[Problem statement]
Word for word, return the lines from the start of the entries below through the line that has "of the second.".

# # # # # # #

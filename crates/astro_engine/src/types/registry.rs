//! Kind lookup and collision handler table

use std::collections::HashMap;
use std::fmt;
use std::sync::Arc;

use thiserror::Error;

use super::descriptor::TypeDescriptor;
use crate::entity::{Entity, BUILTIN_KINDS};

/// Collision handler stored in the registry.
///
/// Called with an entity of the pair's first kind, then one of the second.
pub type CollisionHandler = Arc<dyn Fn(&mut Entity, &mut Entity) + Send + Sync>;

/// Registry errors
#[derive(Error, Debug, Clone, PartialEq, Eq)]
pub enum RegistryError {
    /// Kind names must be non-empty lowercase identifiers
    #[error("kind name `{0}` is not a lowercase identifier")]
    InvalidName(String),

    /// The kind was registered before
    #[error("kind `{0}` is already registered")]
    DuplicateKind(String),

    /// A handler refers to a kind nobody registered
    #[error("collision handler refers to unknown kind `{0}`")]
    UnknownKind(String),

    /// The ordered pair already has a handler
    #[error("collision handler for ({0}, {1}) is already registered")]
    DuplicateHandler(String, String),
}

/// Mapping from kind name to descriptor, plus the pairwise collision
/// handlers.
///
/// Built once at startup and shared read-only afterwards; there is no way to
/// remove a kind or a handler.
#[derive(Default)]
pub struct TypeRegistry {
    kinds: HashMap<&'static str, &'static TypeDescriptor>,
    handlers: HashMap<(&'static str, &'static str), CollisionHandler>,
}

impl TypeRegistry {
    /// Create an empty registry
    pub fn new() -> Self {
        Self::default()
    }

    /// Registry holding every kind the engine ships with
    pub fn builtin() -> Result<Self, RegistryError> {
        let mut registry = Self::new();
        for &kind in BUILTIN_KINDS {
            registry.register(kind)?;
        }
        registry.validate()?;
        log::debug!(
            "Type registry built with {} kinds and {} collision handlers",
            registry.kinds.len(),
            registry.handlers.len()
        );
        Ok(registry)
    }

    /// Register a kind together with the handlers it declares
    pub fn register(&mut self, descriptor: &'static TypeDescriptor) -> Result<(), RegistryError> {
        check_name(descriptor.name)?;
        if self.kinds.contains_key(descriptor.name) {
            return Err(RegistryError::DuplicateKind(descriptor.name.to_string()));
        }
        self.kinds.insert(descriptor.name, descriptor);

        for &(partner, handler) in descriptor.handlers {
            check_name(partner)?;
            self.insert_handler(descriptor.name, partner, Arc::new(handler))?;
        }
        Ok(())
    }

    /// Register a handler for the ordered pair `(kind_a, kind_b)`; both kinds
    /// must already be registered
    pub fn register_handler<F>(&mut self, kind_a: &str, kind_b: &str, handler: F) -> Result<(), RegistryError>
    where
        F: Fn(&mut Entity, &mut Entity) + Send + Sync + 'static,
    {
        let a = self
            .lookup(kind_a)
            .ok_or_else(|| RegistryError::UnknownKind(kind_a.to_string()))?;
        let b = self
            .lookup(kind_b)
            .ok_or_else(|| RegistryError::UnknownKind(kind_b.to_string()))?;
        self.insert_handler(a.name, b.name, Arc::new(handler))
    }

    /// Check that every handler partner names a registered kind
    pub fn validate(&self) -> Result<(), RegistryError> {
        for &(a, b) in self.handlers.keys() {
            for kind in [a, b] {
                if !self.kinds.contains_key(kind) {
                    return Err(RegistryError::UnknownKind(kind.to_string()));
                }
            }
        }
        Ok(())
    }

    /// Find a kind by name, ignoring case
    pub fn lookup(&self, name: &str) -> Option<&'static TypeDescriptor> {
        self.kinds.get(name.to_ascii_lowercase().as_str()).copied()
    }

    /// Handler for the ordered pair `(kind_a, kind_b)`
    pub fn get_handler(&self, kind_a: &str, kind_b: &str) -> Option<&CollisionHandler> {
        let a = self.lookup(kind_a)?;
        let b = self.lookup(kind_b)?;
        self.handlers.get(&(a.name, b.name))
    }

    /// Iterate over every registered kind
    pub fn kinds(&self) -> impl Iterator<Item = &'static TypeDescriptor> + '_ {
        self.kinds.values().copied()
    }

    /// Number of registered kinds
    pub fn len(&self) -> usize {
        self.kinds.len()
    }

    /// Whether no kind is registered
    pub fn is_empty(&self) -> bool {
        self.kinds.is_empty()
    }

    fn insert_handler(
        &mut self,
        kind_a: &'static str,
        kind_b: &'static str,
        handler: CollisionHandler,
    ) -> Result<(), RegistryError> {
        if self.handlers.contains_key(&(kind_a, kind_b)) {
            return Err(RegistryError::DuplicateHandler(kind_a.to_string(), kind_b.to_string()));
        }
        self.handlers.insert((kind_a, kind_b), handler);
        Ok(())
    }
}

impl fmt::Debug for TypeRegistry {
    fn fmt(&self, f: &mut fmt::Formatter<'_>) -> fmt::Result {
        let mut kinds: Vec<_> = self.kinds.keys().collect();
        kinds.sort();
        let mut pairs: Vec<_> = self.handlers.keys().collect();
        pairs.sort();
        f.debug_struct("TypeRegistry")
            .field("kinds", &kinds)
            .field("handlers", &pairs)
            .finish()
    }
}

fn check_name(name: &str) -> Result<(), RegistryError> {
    let valid = !name.is_empty()
        && name
            .chars()
            .all(|c| c.is_ascii_lowercase() || c.is_ascii_digit() || c == '_');
    if valid {
        Ok(())
    } else {
        Err(RegistryError::InvalidName(name.to_string()))
    }
}

#[cfg(test)]
mod tests {
    use super::*;
    use crate::types::{Capabilities, Family, HandlerFn};

    static ROCK: TypeDescriptor = TypeDescriptor {
        name: "rock",
        family: Family::Projectile,
        capabilities: Capabilities::COLLIDABLE,
        required_fields: &[],
        defaults: &[],
        handlers: &[("comet", rock_hits_comet as HandlerFn)],
    };

    static COMET: TypeDescriptor = TypeDescriptor {
        name: "comet",
        family: Family::Projectile,
        capabilities: Capabilities::COLLIDABLE,
        required_fields: &[],
        defaults: &[],
        handlers: &[],
    };

    static SHOUTY: TypeDescriptor = TypeDescriptor {
        name: "Shouty",
        family: Family::Ship,
        capabilities: Capabilities::empty(),
        required_fields: &[],
        defaults: &[],
        handlers: &[],
    };

    fn rock_hits_comet(_rock: &mut Entity, comet: &mut Entity) {
        comet.destroy();
    }

    #[test]
    fn test_builtin_kinds() {
        let registry = TypeRegistry::builtin().unwrap();

        for name in ["projectile", "weapon", "ship", "playership", "enemyship"] {
            assert!(registry.lookup(name).is_some(), "missing {name}");
        }
        assert_eq!(registry.len(), 5);
        let mut names: Vec<_> = registry.kinds().map(|kind| kind.name).collect();
        names.sort_unstable();
        assert_eq!(names, ["enemyship", "playership", "projectile", "ship", "weapon"]);
        assert!(registry.get_handler("playership", "projectile").is_some());
        assert!(registry.get_handler("projectile", "playership").is_none());
    }

    #[test]
    fn test_lookup_normalizes_case() {
        let registry = TypeRegistry::builtin().unwrap();
        let descriptor = registry.lookup("PlayerShip").unwrap();
        assert_eq!(descriptor.name, "playership");
        assert!(registry.get_handler("PLAYERSHIP", "Projectile").is_some());
    }

    #[test]
    fn test_duplicate_kind_rejected() {
        let mut registry = TypeRegistry::new();
        registry.register(&COMET).unwrap();
        assert_eq!(
            registry.register(&COMET),
            Err(RegistryError::DuplicateKind("comet".to_string()))
        );
    }

    #[test]
    fn test_non_normalized_name_rejected() {
        let mut registry = TypeRegistry::new();
        assert_eq!(
            registry.register(&SHOUTY),
            Err(RegistryError::InvalidName("Shouty".to_string()))
        );
    }

    #[test]
    fn test_validate_reports_missing_partner() {
        let mut registry = TypeRegistry::new();
        registry.register(&ROCK).unwrap();
        assert_eq!(registry.validate(), Err(RegistryError::UnknownKind("comet".to_string())));

        registry.register(&COMET).unwrap();
        assert_eq!(registry.validate(), Ok(()));
        assert!(registry.get_handler("rock", "comet").is_some());
    }

    #[test]
    fn test_register_handler_requires_known_kinds() {
        let mut registry = TypeRegistry::new();
        registry.register(&COMET).unwrap();

        let err = registry.register_handler("comet", "rock", |_, _| {}).unwrap_err();
        assert_eq!(err, RegistryError::UnknownKind("rock".to_string()));

        registry.register_handler("Comet", "comet", |_, _| {}).unwrap();
        let err = registry.register_handler("comet", "comet", |_, _| {}).unwrap_err();
        assert_eq!(
            err,
            RegistryError::DuplicateHandler("comet".to_string(), "comet".to_string())
        );
    }
}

# # # # # # #

[Result of the task]
filename crates/astro_engine/src/types/registry.rs
//! Kind lookup and collision handler table

use std::collections::HashMap;
use std::fmt;
use std::sync::Arc;

use thiserror::Error;

use super::descriptor::TypeDescriptor;
use crate::entity::{Entity, BUILTIN_KINDS};

/// Collision handler stored in the registry.
///
/// Called with an entity of the pair's first kind, then one of the second.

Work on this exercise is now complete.